Extracted records

# # # # # # #

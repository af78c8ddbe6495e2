use anyhow::Result;
use reqwest::{
    Client,
    StatusCode,
    header::{HeaderMap, HeaderValue, CONTENT_TYPE, AUTHORIZATION},
    Method,
};
use serde::de::DeserializeOwned;
use serde_json::Value;
use thiserror::Error;
use tracing::{debug, error};

use shared_config::AppConfig;

/// Non-success response from PostgREST, kept typed so callers can inspect it
/// through `anyhow::Error::downcast_ref`.
#[derive(Debug, Error)]
#[error("API error ({status}): {body}")]
pub struct SupabaseApiError {
    pub status: StatusCode,
    pub body: String,
}

impl SupabaseApiError {
    /// Postgres `unique_violation` surfaces as 409 with SQLSTATE 23505 in the body.
    pub fn is_unique_violation(&self) -> bool {
        self.status == StatusCode::CONFLICT || self.body.contains("23505")
    }
}

pub struct SupabaseClient {
    client: Client,
    base_url: String,
    anon_key: String,
}

impl SupabaseClient {
    pub fn new(config: &AppConfig) -> Self {
        Self {
            client: Client::new(),
            base_url: config.supabase_url.trim_end_matches('/').to_string(),
            anon_key: config.supabase_anon_key.clone(),
        }
    }

    fn get_headers(&self, auth_token: Option<&str>) -> HeaderMap {
        let mut headers = HeaderMap::new();

        if let Ok(value) = HeaderValue::from_str(&self.anon_key) {
            headers.insert("apikey", value);
        }
        headers.insert(CONTENT_TYPE, HeaderValue::from_static("application/json"));

        let bearer = auth_token.unwrap_or(&self.anon_key);
        if let Ok(value) = HeaderValue::from_str(&format!("Bearer {}", bearer)) {
            headers.insert(AUTHORIZATION, value);
        }

        headers
    }

    pub async fn request_with_headers<T>(&self, method: Method, path: &str,
                                         auth_token: Option<&str>, body: Option<Value>,
                                         extra_headers: Option<HeaderMap>)
                                         -> Result<T>
    where T: DeserializeOwned {
        self.request_with_query(method, path, &[], auth_token, body, extra_headers).await
    }

    /// Like `request_with_headers`, with `query` appended as URL-encoded pairs.
    /// Filter values that come from user input go here rather than into `path`.
    pub async fn request_with_query<T>(&self, method: Method, path: &str,
                                       query: &[(&str, String)],
                                       auth_token: Option<&str>, body: Option<Value>,
                                       extra_headers: Option<HeaderMap>)
                                       -> Result<T>
    where T: DeserializeOwned {
        let url = format!("{}{}", self.base_url, path);
        debug!("Making {} request to {}", method, url);

        let mut headers = self.get_headers(auth_token);
        if let Some(extra) = extra_headers {
            headers.extend(extra);
        }

        let mut req = self.client.request(method, &url)
            .headers(headers);

        if !query.is_empty() {
            req = req.query(query);
        }

        if let Some(body_data) = body {
            req = req.json(&body_data);
        }

        let response = req.send().await?;

        let status = response.status();
        if !status.is_success() {
            let error_text = response.text().await?;
            error!("API error ({}): {}", status, error_text);

            return Err(anyhow::Error::new(SupabaseApiError { status, body: error_text }));
        }

        let data = response.json::<T>().await?;
        Ok(data)
    }
}

/// `Prefer` header asking PostgREST to echo written rows back.
pub fn return_representation() -> HeaderMap {
    let mut headers = HeaderMap::new();
    headers.insert("Prefer", HeaderValue::from_static("return=representation"));
    headers
}

/// `Prefer` header for an insert that merges into an existing row on conflict.
pub fn merge_duplicates() -> HeaderMap {
    let mut headers = HeaderMap::new();
    headers.insert(
        "Prefer",
        HeaderValue::from_static("resolution=merge-duplicates,return=representation"),
    );
    headers
}

/// Escapes `ilike` pattern metacharacters so `value` only matches itself,
/// ignoring case.
pub fn ilike_literal(value: &str) -> String {
    let mut escaped = String::with_capacity(value.len());
    for c in value.chars() {
        if matches!(c, '\\' | '%' | '_') {
            escaped.push('\\');
        }
        escaped.push(c);
    }
    escaped
}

# # # # # # #

Required action :: Reproduce only the lines above, starting at the line with "let error_text = response.text().await?;" and ending at the line with "row on conflict.", exactly as written.

Task solution ::
            let error_text = response.text().await?;
            error!("API error ({}): {}", status, error_text);

            return Err(anyhow::Error::new(SupabaseApiError { status, body: error_text }));
        }

        let data = response.json::<T>().await?;
        Ok(data)
    }
}

/// `Prefer` header asking PostgREST to echo written rows back.
pub fn return_representation() -> HeaderMap {
    let mut headers = HeaderMap::new();
    headers.insert("Prefer", HeaderValue::from_static("return=representation"));
    headers
}

/// `Prefer` header for an insert that merges into an existing row on conflict.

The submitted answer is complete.